__BRIEF__
Return every record below exactly.

(Saved data entries)

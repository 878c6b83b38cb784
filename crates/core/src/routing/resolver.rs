use std::collections::BTreeMap;

use tracing::debug;

use crate::domain::geography::{FileLocation, GeoPoint, ScopeLevel, UserGeography, UserId};
use crate::domain::sla::{RoutingDecision, RoutingReason, SlaRule};
use crate::errors::{ApplicationError, DomainError};
use crate::geography::profile::{same_id, GeographyDirectory};
use crate::routing::sla::{compile_rules, CompiledRule, SlaRuleSource, DEFAULT_SLA_HOURS};
use crate::routing::GlobalRoleSet;

/// Whether a candidate at `candidate` satisfies a rule of scope `level` for a
/// file located at `file`.
pub fn scope_matches(level: ScopeLevel, file: &GeoPoint, candidate: &GeoPoint) -> bool {
    match level {
        ScopeLevel::Global => true,
        ScopeLevel::Division => same_id(file.division_id, candidate.division_id),
        ScopeLevel::Town => match (file.town_id, candidate.town_id) {
            (Some(file_town), Some(candidate_town)) => file_town == candidate_town,
            _ => same_id(file.district_id, candidate.district_id),
        },
        ScopeLevel::District => same_id(file.district_id, candidate.district_id),
    }
}

/// Computes who may legally receive a file next.
///
/// Nothing is cached between calls: a posting or role change is visible on
/// the very next resolution.
pub struct RoutingResolver<D, R> {
    directory: D,
    rules: R,
    global_roles: GlobalRoleSet,
}

impl<D, R> RoutingResolver<D, R>
where
    D: GeographyDirectory,
    R: SlaRuleSource,
{
    pub fn new(directory: D, rules: R, global_roles: GlobalRoleSet) -> Self {
        Self { directory, rules, global_roles }
    }

    pub async fn resolve(
        &self,
        sender_id: UserId,
        location: &FileLocation,
    ) -> Result<Vec<RoutingDecision>, ApplicationError> {
        let sender = self
            .directory
            .find_profile(sender_id)
            .await?
            .ok_or_else(|| DomainError::not_found("user geography", sender_id.0))?;

        if self.global_roles.contains(&sender.role_code) {
            let recipients = self.directory.list_active_users(sender.user_id).await?;
            debug!(
                event_name = "routing.global_short_circuit",
                sender_id = sender.user_id.0,
                recipient_count = recipients.len(),
                "global role bypassed rule matrix"
            );
            return Ok(dedup(recipients.into_iter().filter(|user| user.user_id != sender.user_id).map(
                |user| RoutingDecision {
                    recipient_id: user.user_id,
                    matched_scope: ScopeLevel::Global,
                    reason: RoutingReason::GlobalRole,
                },
            )));
        }

        let resolved = location.resolve_against(&sender);
        let department_type = self.department_type(location, &sender).await?;
        let rules = self.rules_for_sender(&sender, department_type).await?;
        let candidates = self.directory.list_candidates(sender.user_id, &resolved.point).await?;

        let decisions = candidates
            .into_iter()
            .filter(|candidate| candidate.user_id != sender.user_id)
            .filter_map(|candidate| {
                best_scope(&rules, &resolved.point, &candidate).map(|matched_scope| {
                    RoutingDecision {
                        recipient_id: candidate.user_id,
                        matched_scope,
                        reason: RoutingReason::SlaRule,
                    }
                })
            });
        let decisions = dedup(decisions);

        debug!(
            event_name = "routing.resolved",
            sender_id = sender.user_id.0,
            department_type = department_type.as_str(),
            rule_count = rules.len(),
            recipient_count = decisions.len(),
            "routing candidates resolved"
        );
        Ok(decisions)
    }

    async fn department_type(
        &self,
        location: &FileLocation,
        sender: &UserGeography,
    ) -> Result<ScopeLevel, ApplicationError> {
        let scope = match location.department_id {
            Some(department_id) => self
                .directory
                .department_scope(department_id)
                .await?
                .or(sender.department_type),
            None => sender.department_type,
        };
        Ok(scope.unwrap_or_default())
    }

    async fn rules_for_sender(
        &self,
        sender: &UserGeography,
        department_type: ScopeLevel,
    ) -> Result<Vec<CompiledRule>, ApplicationError> {
        let selected: Vec<CompiledRule> = compile_rules(self.rules.list_active_rules().await?)?
            .into_iter()
            .filter(|compiled| compiled.from.matches(&sender.role_code))
            .collect();

        if !selected.is_empty() {
            return Ok(selected);
        }

        debug!(
            event_name = "routing.fallback_rule",
            sender_id = sender.user_id.0,
            role_code = %sender.role_code,
            scope_level = department_type.as_str(),
            "no rule matched sender role; using department-scope fallback"
        );
        let fallback = SlaRule::new("*", "*", department_type, DEFAULT_SLA_HOURS);
        Ok(vec![CompiledRule::compile(fallback)?])
    }
}

fn best_scope(
    rules: &[CompiledRule],
    file: &GeoPoint,
    candidate: &UserGeography,
) -> Option<ScopeLevel> {
    let candidate_point = candidate.location();
    rules
        .iter()
        .filter(|compiled| compiled.to.matches(&candidate.role_code))
        .map(|compiled| compiled.rule.scope_level)
        .filter(|scope| scope_matches(*scope, file, &candidate_point))
        .max_by_key(ScopeLevel::priority)
}

/// Keeps one decision per recipient, preferring the higher-priority scope.
fn dedup(decisions: impl IntoIterator<Item = RoutingDecision>) -> Vec<RoutingDecision> {
    let mut by_recipient: BTreeMap<UserId, RoutingDecision> = BTreeMap::new();
    for decision in decisions {
        let keep_existing = by_recipient.get(&decision.recipient_id).is_some_and(|existing| {
            existing.matched_scope.priority() >= decision.matched_scope.priority()
        });
        if !keep_existing {
            by_recipient.insert(decision.recipient_id, decision);
        }
    }
    by_recipient.into_values().collect()
}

__EXERCISE SOLUTION__
repository 878c6b83b38cb784
filename crates/core/src/routing/resolver.rs
use std::collections::BTreeMap;

use tracing::debug;

use crate::domain::geography::{FileLocation, GeoPoint, ScopeLevel, UserGeography, UserId};
use crate::domain::sla::{RoutingDecision, RoutingReason, SlaRule};
use crate::errors::{ApplicationError, DomainError};
use crate::geography::profile::{same_id, GeographyDirectory};
use crate::routing::sla::{compile_rules, CompiledRule, SlaRuleSource, DEFAULT_SLA_HOURS};
use crate::routing::GlobalRoleSet;

/// Whether a candidate at `candidate` satisfies a rule of scope `level` for a
/// file located at `file`.
pub fn scope_matches(level: ScopeLevel, file: &GeoPoint, candidate: &GeoPoint) -> bool {
    match level {
        ScopeLevel::Global => true,
        ScopeLevel::Division => same_id(file.division_id, candidate.division_id),
        ScopeLevel::Town => match (file.town_id, candidate.town_id) {
            (Some(file_town), Some(candidate_town)) => file_town == candidate_town,
            _ => same_id(file.district_id, candidate.district_id),
        },
        ScopeLevel::District => same_id(file.district_id, candidate.district_id),
    }
}

/// Computes who may legally receive a file next.
///
/// Nothing is cached between calls: a posting or role change is visible on
/// the very next resolution.
pub struct RoutingResolver<D, R> {
    directory: D,
    rules: R,
    global_roles: GlobalRoleSet,
}

impl<D, R> RoutingResolver<D, R>
where
    D: GeographyDirectory,
    R: SlaRuleSource,
{
    pub fn new(directory: D, rules: R, global_roles: GlobalRoleSet) -> Self {
        Self { directory, rules, global_roles }
    }

    pub async fn resolve(
        &self,
        sender_id: UserId,
        location: &FileLocation,
    ) -> Result<Vec<RoutingDecision>, ApplicationError> {
        let sender = self
            .directory
            .find_profile(sender_id)
            .await?
            .ok_or_else(|| DomainError::not_found("user geography", sender_id.0))?;

        if self.global_roles.contains(&sender.role_code) {
            let recipients = self.directory.list_active_users(sender.user_id).await?;
            debug!(
                event_name = "routing.global_short_circuit",
                sender_id = sender.user_id.0,
                recipient_count = recipients.len(),
                "global role bypassed rule matrix"
            );
            return Ok(dedup(recipients.into_iter().filter(|user| user.user_id != sender.user_id).map(
                |user| RoutingDecision {
                    recipient_id: user.user_id,
                    matched_scope: ScopeLevel::Global,
                    reason: RoutingReason::GlobalRole,
                },
            )));
        }

        let resolved = location.resolve_against(&sender);
        let department_type = self.department_type(location, &sender).await?;
        let rules = self.rules_for_sender(&sender, department_type).await?;
        let candidates = self.directory.list_candidates(sender.user_id, &resolved.point).await?;

        let decisions = candidates
            .into_iter()
            .filter(|candidate| candidate.user_id != sender.user_id)
            .filter_map(|candidate| {
                best_scope(&rules, &resolved.point, &candidate).map(|matched_scope| {
                    RoutingDecision {
                        recipient_id: candidate.user_id,
                        matched_scope,
                        reason: RoutingReason::SlaRule,
                    }
                })
            });
        let decisions = dedup(decisions);

        debug!(
            event_name = "routing.resolved",
            sender_id = sender.user_id.0,
            department_type = department_type.as_str(),
            rule_count = rules.len(),
            recipient_count = decisions.len(),
            "routing candidates resolved"
        );
        Ok(decisions)
    }

    async fn department_type(
        &self,
        location: &FileLocation,
        sender: &UserGeography,
    ) -> Result<ScopeLevel, ApplicationError> {
        let scope = match location.department_id {
            Some(department_id) => self
                .directory
                .department_scope(department_id)
                .await?
                .or(sender.department_type),
            None => sender.department_type,
        };
        Ok(scope.unwrap_or_default())
    }

    async fn rules_for_sender(
        &self,
        sender: &UserGeography,
        department_type: ScopeLevel,
    ) -> Result<Vec<CompiledRule>, ApplicationError> {
        let selected: Vec<CompiledRule> = compile_rules(self.rules.list_active_rules().await?)?
            .into_iter()
            .filter(|compiled| compiled.from.matches(&sender.role_code))
            .collect();

        if !selected.is_empty() {
            return Ok(selected);
        }

        debug!(
            event_name = "routing.fallback_rule",
            sender_id = sender.user_id.0,
            role_code = %sender.role_code,
            scope_level = department_type.as_str(),
            "no rule matched sender role; using department-scope fallback"
        );
        let fallback = SlaRule::new("*", "*", department_type, DEFAULT_SLA_HOURS);
        Ok(vec![CompiledRule::compile(fallback)?])
    }
}

fn best_scope(
    rules: &[CompiledRule],
    file: &GeoPoint,
    candidate: &UserGeography,
) -> Option<ScopeLevel> {
    let candidate_point = candidate.location();
    rules
        .iter()
        .filter(|compiled| compiled.to.matches(&candidate.role_code))
        .map(|compiled| compiled.rule.scope_level)
        .filter(|scope| scope_matches(*scope, file, &candidate_point))
        .max_by_key(ScopeLevel::priority)
}

/// Keeps one decision per recipient, preferring the higher-priority scope.
fn dedup(decisions: impl IntoIterator<Item = RoutingDecision>) -> Vec<RoutingDecision> {
    let mut by_recipient: BTreeMap<UserId, RoutingDecision> = BTreeMap::new();
    for decision in decisions {
        let keep_existing = by_recipient.get(&decision.recipient_id).is_some_and(|existing| {
            existing.matched_scope.priority() >= decision.matched_scope.priority()
        });
        if !keep_existing {
            by_recipient.insert(decision.recipient_id, decision);
        }
    }
    by_recipient.into_values().collect()
}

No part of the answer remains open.